A so-called “take-on” must be performed to fix these issues. This “take-on” is a process through which the reporting service’s data is purged; new data is fetched from the relevant services’ databases, transformed and restored.

There is a myriad of issues with this approach, least of all the intimate knowledge this aggregator service has of the internal underlying datastores/models of each service. This is a form of implementation coupling.

The suggestion was APIs could remedy this by allowing the reporting service to pull the required data. This, however, does not resolve implementation coupling if the types are shared. Furthermore, retrieving data in this way, similar to the database access above, negatively affects the participating services’ performance.

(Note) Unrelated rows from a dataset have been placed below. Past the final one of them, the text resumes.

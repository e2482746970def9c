// 8.0 events.rs: decoded position history. raw logs come off the transport, get decoded through the
// abi bindings, and land here as plain records. closed events also carry their block time.

use alloy_primitives::{Address, B256, U256};
use chrono::{DateTime, Utc};
use serde::{Deserialize, Serialize};

use crate::abi::IMargin;
use crate::types::{LoanHash, PositionId};

#[derive(Debug, Clone, PartialEq, Eq, Serialize, Deserialize)]
pub struct PositionOpenedEvent {
    pub position_id: PositionId,
    pub trader: Address,
    pub lender: Address,
    pub loan_hash: LoanHash,
    pub owed_token: Address,
    pub held_token: Address,
    pub loan_fee_recipient: Address,
    pub principal: U256,
    pub held_token_from_sell: U256,
    pub deposit_amount: U256,
    pub interest_rate: U256,
    pub call_time_limit: u32,
    pub max_duration: u32,
    pub deposit_in_held_token: bool,
}

impl From<IMargin::PositionOpened> for PositionOpenedEvent {
    fn from(log: IMargin::PositionOpened) -> Self {
        Self {
            position_id: PositionId(log.positionId),
            trader: log.trader,
            lender: log.lender,
            loan_hash: LoanHash(log.loanHash),
            owed_token: log.owedToken,
            held_token: log.heldToken,
            loan_fee_recipient: log.loanFeeRecipient,
            principal: log.principal,
            held_token_from_sell: log.heldTokenFromSell,
            deposit_amount: log.depositAmount,
            interest_rate: log.interestRate,
            call_time_limit: log.callTimeLimit,
            max_duration: log.maxDuration,
            deposit_in_held_token: log.depositInHeldToken,
        }
    }
}

#[derive(Debug, Clone, PartialEq, Eq, Serialize, Deserialize)]
pub struct PositionClosedEvent {
    pub position_id: PositionId,
    pub closer: Address,
    pub payout_recipient: Address,
    pub close_amount: U256,
    pub remaining_amount: U256,
    pub owed_token_paid_to_lender: U256,
    pub payout_amount: U256,
    pub buyback_cost_in_held_token: U256,
    pub payout_in_held_token: bool,
}

impl PositionClosedEvent {
    pub fn is_full_close(&self) -> bool {
        self.remaining_amount.is_zero()
    }
}

impl From<IMargin::PositionClosed> for PositionClosedEvent {
    fn from(log: IMargin::PositionClosed) -> Self {
        Self {
            position_id: PositionId(log.positionId),
            closer: log.closer,
            payout_recipient: log.payoutRecipient,
            close_amount: log.closeAmount,
            remaining_amount: log.remainingAmount,
            owed_token_paid_to_lender: log.owedTokenPaidToLender,
            payout_amount: log.payoutAmount,
            buyback_cost_in_held_token: log.buybackCostInHeldToken,
            payout_in_held_token: log.payoutInHeldToken,
        }
    }
}

// 7.1: one log entry with where it came from
#[derive(Debug, Clone, PartialEq, Eq, Serialize, Deserialize)]
pub struct LoggedEvent<T> {
    pub block_number: u64,
    pub transaction_hash: B256,
    pub args: T,
}

// 7.2: a log entry joined with the timestamp of its block
#[derive(Debug, Clone, PartialEq, Eq, Serialize, Deserialize)]
pub struct TimestampedEvent<T> {
    pub block_number: u64,
    pub timestamp: DateTime<Utc>,
    pub args: T,
}

#[cfg(test)]
mod tests {
    use super::*;

    #[test]
    fn full_close_has_nothing_remaining() {
        let mut closed = PositionClosedEvent {
            position_id: PositionId(B256::repeat_byte(1)),
            closer: Address::repeat_byte(2),
            payout_recipient: Address::repeat_byte(3),
            close_amount: U256::from(100u64),
            remaining_amount: U256::ZERO,
            owed_token_paid_to_lender: U256::from(100u64),
            payout_amount: U256::from(40u64),
            buyback_cost_in_held_token: U256::from(60u64),
            payout_in_held_token: true,
        };
        assert!(closed.is_full_close());

        closed.remaining_amount = U256::from(1u64);
        assert!(!closed.is_full_close());
    }
}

Additionally, this does not tackle behavioural and temporal coupling. Behavioural coupling exists as the reporting service knows where each piece of data comes from and which services are responsible for it. Meaning if the responsibilities of any of the services change, the reporting service must also change.

Temporal coupling is prevalent, too, as all the services must be available to kick off this “take-on” process. If one of the services is down, the take-on cannot succeed. On-call engineers ran the take-on process overnight to increase the likelihood of its success. This was also a way to minimise the risk of degrading the performance of participating services.

So to recap, the reporting service cannot work without these “dependant” services, and any changes to these services could potentially impact the aggregator. Furthermore, the coupling to the internal models adds a level of both knowledge and implementation coupling that makes it impossible to evolve the services safely as the internal models are, in effect, external contracts.

Data Pumps

Sending data to an aggregator is a well-known problem in SOA systems, which has already been solved via “data pumps”. This was one of the first solutions to be suggested.

Data was to be pumped through a queue to the reporting service. The reporting service processes the events and stores the relevant information in its local read models/materialized views.

This all seems like a very reasonable solution; however, message queues are not ideal for this scenario. Reporting services may be considered a form of read models — albeit one that gets its data from many services. Message queues are not a good fit for maintaining read models for the following reasons:

  • Messages are gone once consumed, and
  • Ordering of messages is not guaranteed.